=== Dataset entries ===
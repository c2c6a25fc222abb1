//! Tests that requests and responses match the backend's wire shapes:
//! flattened form parameters on the way out, fault envelopes and list
//! responses on the way in.

use serde_json::json;

use mediactl::api::{
    cue_point_type, ApiFault, CuePoint, EntryFilter, ListResponse, MediaEntry, Pager,
    ParamList, RetryableError,
};

fn value_of<'a>(params: &'a ParamList, key: &str) -> Option<&'a str> {
    params
        .entries()
        .iter()
        .find(|(k, _)| k == key)
        .map(|(_, v)| v.as_str())
}

#[test]
fn test_list_request_parameter_layout() {
    let filter = EntryFilter {
        tags_like: Some("archive".into()),
        created_at_greater_than_or_equal: Some(1_700_000_000),
        ..Default::default()
    };

    let params = ParamList::new()
        .set("ks", "djJ8token")
        .nest("filter", filter.to_params("KalturaMediaEntryFilter"))
        .nest("pager", Pager::with_page_size(100).to_params());

    assert_eq!(value_of(&params, "ks"), Some("djJ8token"));
    assert_eq!(
        value_of(&params, "filter:objectType"),
        Some("KalturaMediaEntryFilter")
    );
    assert_eq!(value_of(&params, "filter:tagsLike"), Some("archive"));
    assert_eq!(
        value_of(&params, "filter:createdAtGreaterThanOrEqual"),
        Some("1700000000")
    );
    assert_eq!(value_of(&params, "pager:pageSize"), Some("100"));
    assert_eq!(value_of(&params, "pager:pageIndex"), Some("1"));
    // Unset filter fields never reach the wire
    assert!(value_of(&params, "filter:userIdEqual").is_none());
}

#[test]
fn test_fault_envelope_detection_and_retry_class() {
    let fault_body = json!({
        "objectType": "KalturaAPIException",
        "code": "QUERY_EXCEEDED_MAX_MATCHES_ALLOWED",
        "message": "Max matches exceeded"
    });

    let fault = ApiFault::from_response(&fault_body).expect("fault recognized");
    assert!(fault.is_query_cap());

    // Faults come back on HTTP 200 and must not be retried
    assert!(!RetryableError::Fault.should_retry());
    assert!(RetryableError::from_status_code(503).should_retry());
}

#[test]
fn test_entry_list_response_parsing() {
    let body = json!({
        "objects": [
            {
                "objectType": "KalturaMediaEntry",
                "id": "0_live1",
                "name": "Orientation",
                "userId": "chair",
                "duration": 1800,
                "plays": 4,
                "createdAt": 1_650_000_000,
                "parentEntryId": ""
            },
            {
                "objectType": "KalturaMediaEntry",
                "id": "0_cam2",
                "name": "Orientation (camera 2)",
                "parentEntryId": "0_live1"
            }
        ],
        "totalCount": 2
    });

    let parsed: ListResponse<MediaEntry> = serde_json::from_value(body).unwrap();
    assert_eq!(parsed.total_count, 2);
    assert!(!parsed.objects[0].is_child());
    assert!(parsed.objects[1].is_child());
    assert_eq!(parsed.objects[0].plays, Some(4));
}

#[test]
fn test_mixed_cue_point_list_parses_every_kind() {
    let body = json!({
        "objects": [
            {
                "objectType": "KalturaThumbCuePoint",
                "id": "1_ch",
                "cuePointType": "thumbCuePoint.Thumb",
                "entryId": "0_e",
                "startTime": 0,
                "title": "Intro",
                "subType": 2
            },
            {
                "objectType": "KalturaQuestionCuePoint",
                "id": "1_q",
                "cuePointType": "quiz.QUIZ_QUESTION",
                "entryId": "0_e",
                "question": "True or false?",
                "questionType": 2,
                "optionalAnswers": [
                    {"key": "1", "text": "True", "isCorrect": 1},
                    {"key": "2", "text": "False", "isCorrect": 0}
                ]
            },
            {
                "objectType": "KalturaAnswerCuePoint",
                "id": "1_a",
                "cuePointType": "quiz.QUIZ_ANSWER",
                "entryId": "0_e",
                "userId": "student9",
                "answer": "True",
                "isCorrect": true,
                "parentId": "1_q"
            }
        ],
        "totalCount": 3
    });

    let parsed: ListResponse<CuePoint> = serde_json::from_value(body).unwrap();
    let kinds: Vec<&str> = parsed
        .objects
        .iter()
        .map(|cp| cp.cue_point_type.as_str())
        .collect();
    assert_eq!(
        kinds,
        vec![
            cue_point_type::CHAPTER,
            cue_point_type::QUIZ_QUESTION,
            cue_point_type::QUIZ_ANSWER
        ]
    );
    assert_eq!(parsed.objects[2].parent_id.as_deref(), Some("1_q"));
    assert!(parsed.objects[2].is_correct);
}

=== What is being asked ===
When a line of the records has the word "parsed", pick it out and copy it.

=== Reply ===
    let parsed: ListResponse<MediaEntry> = serde_json::from_value(body).unwrap();
    assert_eq!(parsed.total_count, 2);
    assert!(!parsed.objects[0].is_child());
    assert!(parsed.objects[1].is_child());
    assert_eq!(parsed.objects[0].plays, Some(4));
    let parsed: ListResponse<CuePoint> = serde_json::from_value(body).unwrap();
    let kinds: Vec<&str> = parsed
    assert_eq!(parsed.objects[2].parent_id.as_deref(), Some("1_q"));
    assert!(parsed.objects[2].is_correct);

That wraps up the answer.